Blind Read Through: H.P. Lovecraft / August Derleth; The Watchers out of Time

“At the same time, his thoughts took an amazing turn; he was less concerned with the glass and its properties, and more with an ambiguous, ill-defined concept of vast dimensions and spaces beyond the terrestrial scenes familiar to him; and he felt himself being drawn into some vortex of dream and speculation that profoundly disturbed him. It was as if he were falling into a bottomless pit.”
Welcome back to another Blind Read! This week we cover Derleth’s most promising, though incomplete, tale and take some time to analyze and speculate on the man’s intentions.
This weeks story is a strange one, but not in a Lovecraftian…or dare I say it, Derlethian way. It’s the longest story in the collection I have (The Watchers out of Time, Carroll & Graf 1991), but it’s also incomplete, and not even in a first draft kind of way. There are grammatical errors in it sure (of which I believe the publisher decided to keep in for purity reasons), but after about 30 pages the story just stops. It apparently was never finished and included in this collection posthumously.

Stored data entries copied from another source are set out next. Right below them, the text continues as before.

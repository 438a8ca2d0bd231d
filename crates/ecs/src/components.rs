//! Component schemas understood by the render graph and the erosion scene.

use framegraph_common::EntityId;
use glam::{UVec2, UVec3};
use serde::{Deserialize, Serialize};

use crate::component::{Component, ComponentTag};

/// Vertex count used by render passes that do not declare one.
pub const DEFAULT_VERTEX_COUNT: u32 = 3;

/// A compute dispatch: which shader to run and how many workgroups.
#[derive(Debug, Clone, PartialEq, Serialize, Deserialize)]
pub struct ComputePass {
    pub shader: String,
    #[serde(default = "default_compute_entry")]
    pub entry_point: String,
    pub workgroups: UVec3,
    /// Bind group index the pass's resources are bound at.
    #[serde(default)]
    pub bind_group: u32,
}

fn default_compute_entry() -> String {
    "cs_main".to_string()
}

impl ComputePass {
    pub fn new(shader: impl Into<String>, workgroups: UVec3) -> Self {
        Self {
            shader: shader.into(),
            entry_point: default_compute_entry(),
            workgroups,
            bind_group: 0,
        }
    }
}

impl Component for ComputePass {
    const TAG: ComponentTag = ComponentTag::COMPUTE_PASS;
}

#[derive(Debug, Clone, Copy, PartialEq, Eq, Default, Serialize, Deserialize)]
#[serde(rename_all = "kebab-case")]
pub enum Topology {
    #[default]
    TriangleList,
    TriangleStrip,
}

/// A draw call over a vertex/fragment shader pair.
#[derive(Debug, Clone, PartialEq, Serialize, Deserialize)]
pub struct RenderPass {
    pub vertex_shader: String,
    pub fragment_shader: String,
    #[serde(default)]
    pub topology: Topology,
    #[serde(default)]
    pub vertex_count: Option<u32>,
}

impl RenderPass {
    pub fn new(vertex_shader: impl Into<String>, fragment_shader: impl Into<String>) -> Self {
        Self {
            vertex_shader: vertex_shader.into(),
            fragment_shader: fragment_shader.into(),
            topology: Topology::default(),
            vertex_count: None,
        }
    }

    /// Declared vertex count, or [`DEFAULT_VERTEX_COUNT`].
    pub fn vertex_count(&self) -> u32 {
        self.vertex_count.unwrap_or(DEFAULT_VERTEX_COUNT)
    }
}

impl Component for RenderPass {
    const TAG: ComponentTag = ComponentTag::RENDER_PASS;
}

#[derive(Debug, Clone, Copy, PartialEq, Eq, Hash, Serialize, Deserialize)]
#[serde(rename_all = "lowercase")]
pub enum ResourceKind {
    Texture,
    Buffer,
    Sampler,
}

#[derive(Debug, Clone, Copy, PartialEq, Eq, Hash, Serialize, Deserialize)]
#[serde(rename_all = "lowercase")]
pub enum TextureFormat {
    Rgba8Unorm,
    Rgba16Float,
    Rgba32Float,
    R32Float,
}

/// Usage bits, interpreted per resource kind.
///
/// The values match the WebGPU `GPUTextureUsage` / `GPUBufferUsage` flags, so
/// backends built on WebGPU can pass them straight through.
#[derive(Debug, Clone, Copy, PartialEq, Eq, Hash, Serialize, Deserialize)]
#[serde(transparent)]
pub struct ResourceUsage(pub u32);

impl ResourceUsage {
    pub const TEXTURE_COPY_SRC: Self = Self(1 << 0);
    pub const TEXTURE_COPY_DST: Self = Self(1 << 1);
    pub const TEXTURE_BINDING: Self = Self(1 << 2);
    pub const STORAGE_BINDING: Self = Self(1 << 3);
    pub const RENDER_ATTACHMENT: Self = Self(1 << 4);

    pub const BUFFER_COPY_SRC: Self = Self(1 << 2);
    pub const BUFFER_COPY_DST: Self = Self(1 << 3);
    pub const VERTEX: Self = Self(1 << 5);
    pub const UNIFORM: Self = Self(1 << 6);
    pub const STORAGE: Self = Self(1 << 7);

    pub const fn bits(self) -> u32 {
        self.0
    }

    pub fn contains(self, other: Self) -> bool {
        (self.0 & other.0) == other.0
    }
}

impl std::ops::BitOr for ResourceUsage {
    type Output = Self;
    fn bitor(self, rhs: Self) -> Self::Output {
        Self(self.0 | rhs.0)
    }
}

/// Abstract description of a texture, buffer or sampler.
///
/// Passes reference resource entities from their [`Dependency`]; the backend
/// object is created from this description the first time a pass binds it.
#[derive(Debug, Clone, PartialEq, Serialize, Deserialize)]
pub struct Resource {
    pub kind: ResourceKind,
    #[serde(default)]
    pub format: Option<TextureFormat>,
    #[serde(default)]
    pub size: Option<UVec2>,
    #[serde(default)]
    pub usage: Option<ResourceUsage>,
    /// Buffer size in bytes when no contents are given.
    #[serde(default)]
    pub byte_len: Option<u64>,
    /// Initial (and re-uploaded) buffer contents.
    #[serde(default, skip_serializing_if = "Option::is_none")]
    pub data: Option<Vec<u8>>,
}

impl Resource {
    pub fn texture(format: TextureFormat, size: UVec2) -> Self {
        Self {
            kind: ResourceKind::Texture,
            format: Some(format),
            size: Some(size),
            usage: None,
            byte_len: None,
            data: None,
        }
    }

    pub fn buffer(data: Vec<u8>) -> Self {
        Self {
            kind: ResourceKind::Buffer,
            format: None,
            size: None,
            usage: None,
            byte_len: None,
            data: Some(data),
        }
    }

    pub fn sampler() -> Self {
        Self {
            kind: ResourceKind::Sampler,
            format: None,
            size: None,
            usage: None,
            byte_len: None,
            data: None,
        }
    }

    pub fn with_usage(mut self, usage: ResourceUsage) -> Self {
        self.usage = Some(usage);
        self
    }
}

impl Component for Resource {
    const TAG: ComponentTag = ComponentTag::RESOURCE;
}

/// Resource entities a pass reads and writes.
///
/// `inputs` and `outputs` drive pass ordering. `uniforms` are bound after
/// them but never order passes.
#[derive(Debug, Clone, Default, PartialEq, Eq, Serialize, Deserialize)]
pub struct Dependency {
    pub inputs: Vec<EntityId>,
    pub outputs: Vec<EntityId>,
    #[serde(default)]
    pub uniforms: Vec<EntityId>,
}

impl Dependency {
    pub fn new(inputs: Vec<EntityId>, outputs: Vec<EntityId>) -> Self {
        Self {
            inputs,
            outputs,
            uniforms: Vec::new(),
        }
    }

    pub fn with_uniforms(mut self, uniforms: Vec<EntityId>) -> Self {
        self.uniforms = uniforms;
        self
    }
}

impl Component for Dependency {
    const TAG: ComponentTag = ComponentTag::DEPENDENCY;
}

/// Hydraulic erosion tuning fed to the erosion compute shader.
#[derive(Debug, Clone, Copy, PartialEq, Serialize, Deserialize)]
pub struct ErosionParams {
    pub rain_rate: f32,
    pub evaporation_rate: f32,
    pub sediment_capacity: f32,
    pub min_slope: f32,
    pub gravity: f32,
    pub iterations: u32,
}

impl Default for ErosionParams {
    fn default() -> Self {
        Self {
            rain_rate: 0.01,
            evaporation_rate: 0.01,
            sediment_capacity: 4.0,
            min_slope: 0.01,
            gravity: 4.0,
            iterations: 0,
        }
    }
}

impl Component for ErosionParams {
    const TAG: ComponentTag = ComponentTag::EROSION_PARAMS;
}

/// Extent of the simulated terrain grid.
#[derive(Debug, Clone, Copy, PartialEq, Serialize, Deserialize)]
pub struct Heightfield {
    pub width: u32,
    pub height: u32,
    pub scale: f32,
}

impl Component for Heightfield {
    const TAG: ComponentTag = ComponentTag::HEIGHTFIELD;
}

This fact actually makes this a perfect transition because were going to finish up this series by deconstructing “The Lurker at the Threshold” which is one of Derelth’s novels (which he published under Lovecraft’s name), and this story feels more like a novella, or the beginning of a novel, than a short story. Derleth isn’t known for his atmosphere as Lovecraft was, but this novel gives you a great feel for the Dunwich environs in a way that not even Lovecraft established. He takes his time to give the reader a visual of what the country actually looks like. The reader can also tell that this was a story to make an effort to collect all the disparate strands of lineage and place and mythos and tie them all together. I truly get the feeling that this story was supposed to be his Magnum Opus…it’s really a shame he never got a chance to complete it.
Alright, enough waxing…lets get into the story!
The story begins as so many of Derleth’s stories have. Nick Walters is a man living in Surrey, England who received a letter, “couched in rather old-fashioned legal terminology” informing him that he is the recipient of an “Ancestral Property” in Massachusetts backwaters.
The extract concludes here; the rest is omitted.